The Right Kind of Music: The Power of Choosing Good Music

This post is about my research on fundamentalist Christian music. Read more about it here.

The third premise of fundamentalist music philosophy is that Christians can strengthen their spiritual lives and witness to unbelievers by choosing good music.

The first two premises—that music is moral and that you can learn to tell the difference between good and bad music—both lead to this point:

Good music influences listeners in good ways, so it follows that, first, choosing good music will help a believer become a stronger Christian and, second, that these choices will demonstrate a person’s faith because they show how God has the power to change desires and actions from bad to good.

For evangelical Christians (which fundamentalists are), this is huge!

Choosing good music—and this means choosing to listen to good music and choosing to make good music (for performers and composers)—literally brings you closer to God and helps you fulfill your duty to witness.

Choosing good music is also where the real action happens. If you’re in a fundamentalist church hearing sermons on music, you might agree with the preacher that music is moral, and you might agree with how he (and other authority figures) divide music into good and bad categories. But if you don’t start listening to and making good music—what’s the point of all that agreement?

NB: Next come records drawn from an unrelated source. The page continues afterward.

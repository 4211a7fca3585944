// src/ingest/providers/news_api.rs
use async_trait::async_trait;
use metrics::histogram;
use reqwest::{Client, Url};

use crate::error::FetchError;
use crate::ingest::clean_text;
use crate::ingest::http::Mode;
use crate::ingest::types::{NewsPayload, Payload, SourceConnector, SourceId};

pub const DEFAULT_URL: &str = "https://newsapi.org/v2/everything";
pub const DEFAULT_QUERY: &str = "disaster";

/// News-search connector for NewsAPI keyword search.
pub struct NewsApiConnector {
    mode: Option<Mode>,
}

impl NewsApiConnector {
    pub fn from_fixture(s: &str) -> Self {
        Self {
            mode: Some(Mode::fixture(s)),
        }
    }

    /// Without an API key the connector stays constructed but every fetch fails.
    pub fn from_url(
        base_url: &str,
        query: &str,
        api_key: Option<&str>,
        client: Client,
    ) -> Result<Self, FetchError> {
        let Some(key) = api_key.filter(|k| !k.trim().is_empty()) else {
            return Ok(Self { mode: None });
        };
        let url = Url::parse_with_params(base_url, &[("q", query), ("apiKey", key)])
            .map_err(|e| FetchError::Config(format!("bad url `{base_url}`: {e}")))?;
        Ok(Self {
            mode: Some(Mode::Http { url, client }),
        })
    }

    fn parse(body: &str) -> Result<NewsPayload, FetchError> {
        let t0 = std::time::Instant::now();
        let mut payload: NewsPayload = serde_json::from_str(body)?;
        for a in &mut payload.articles {
            a.title = clean_text(&a.title);
        }
        histogram!("ingest_parse_ms", "source" => "news_search")
            .record(t0.elapsed().as_secs_f64() * 1_000.0);
        Ok(payload)
    }
}

#[async_trait]
impl SourceConnector for NewsApiConnector {
    fn source_id(&self) -> SourceId {
        SourceId::NewsSearch
    }

    async fn fetch_payload(&self) -> Result<Payload, FetchError> {
        let Some(mode) = &self.mode else {
            return Err(FetchError::Config("NEWS_API_KEY is not set".into()));
        };
        let body = mode.body().await?;
        Self::parse(&body).map(Payload::NewsSearch)
    }
}

#[cfg(test)]
mod tests {
    use super::*;
    use crate::ingest::types::FetchStatus;

    #[tokio::test]
    async fn parses_articles() {
        let body = r#"{
            "status": "ok",
            "totalResults": 1,
            "articles": [
                {"source": {"id": null, "name": "Wire"}, "title": "Disaster relief arrives", "url": "https://news.test/a"}
            ]
        }"#;
        let res = NewsApiConnector::from_fixture(body).fetch().await;
        assert_eq!(res.status, FetchStatus::Ok);
        let Some(Payload::NewsSearch(p)) = res.payload else {
            panic!("expected news payload");
        };
        assert_eq!(p.articles[0].title, "Disaster relief arrives");
    }

    #[tokio::test]
    async fn missing_api_key_fails_without_request() {
        let client = crate::ingest::http::build_client(5).unwrap();
        let c = NewsApiConnector::from_url(DEFAULT_URL, DEFAULT_QUERY, None, client).unwrap();
        let err = c.fetch_payload().await.unwrap_err();
        assert!(matches!(err, FetchError::Config(_)));
        assert_eq!(c.fetch().await.status, FetchStatus::FetchError);
    }

    #[test]
    fn query_and_key_are_encoded() {
        let client = crate::ingest::http::build_client(5).unwrap();
        let c = NewsApiConnector::from_url(DEFAULT_URL, "flash flood", Some("k&1"), client)
            .unwrap();
        let Some(Mode::Http { url, .. }) = &c.mode else {
            panic!("expected http mode");
        };
        assert_eq!(url.query(), Some("q=flash+flood&apiKey=k%261"));
    }
}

You have to actually do something with those beliefs in order to benefit from good music and to witness to the unbelievers in your community. 

“By their fruits you will know them…”

The line of reasoning from “good music has a good influence” to “good music spiritual strengthens listeners” is relatively straightforward. But why would choosing good music also be a good testimony to unbelievers?

First, fundamentalists believe that a person’s conversion (a person being “born-again”) will result in visible changes to the person’s life. If changes do not take place—not necessarily all at once, but certainly over the course of time—then that person’s salvation is doubtful. Maybe they aren’t “really saved.”

One such visible change—one “fruit” that lets others know the person is really saved—is choosing good music.

But holy living, with its “fruit,” is not the be-all and end-all of fundamentalist priorities. Rather, as fundamentalist author Fred Moritz put it in his book on separation, “God’s purpose for the separated Christian life, or holy lifestyle, is…for the believer to have an effective, powerful witness in the world.”

To put that in the context of music: one major reason to choose good music—to practice personal separation in the area of music—is to have such a witness.

Witnessing through the “New Song”

This passage from the Psalms is often cited as the source for the belief that choosing good music is a witness to unbelievers:

I waited patiently for the Lord, and he inclined unto me, and heard my cry. He brought me up also out of an horrible pit, out of the miry clay, and set my feet upon a rock, and established my goings. And he hath put a new song in my mouth, even praise unto our God: many shall see it, and fear, and shall trust in the Lord. Ps 40:1-3

Like the psalmist, a born-again person should have a new song—and this new song can be so powerful a witness that it brings others to salvation.

Note: fundamentalists differ on whether the “new” here means recently-written, new in the sense of “new to the saved person” (i.e. different from what they listened to as an unbeliever), or both.

Degrading the cause of Christ

A person’s testimony to their neighbors can promote the gospel or it can distract from it. Fundamentalists believe that if their behavior does not line up with expected standards, then they might degrade the cause of Christ. Retired BJU faculty member David O. Beale writes in his history of fundamentalism:

“Little things are also important; little things may only take a minute, but people do not soon forget. One word spoken in irritation can nullify in a person’s heart to all the truth one proclaims. … Any discrepancy between preaching and practice, between conversation and practice, or between profession and practice can cause the Lord’s enemies to blaspheme.”

If a style of music obscures the gospel, then it potentially risks an unbeliever’s understanding of the Gospel. Listening to and performing the wrong kinds of music can have eternal significance.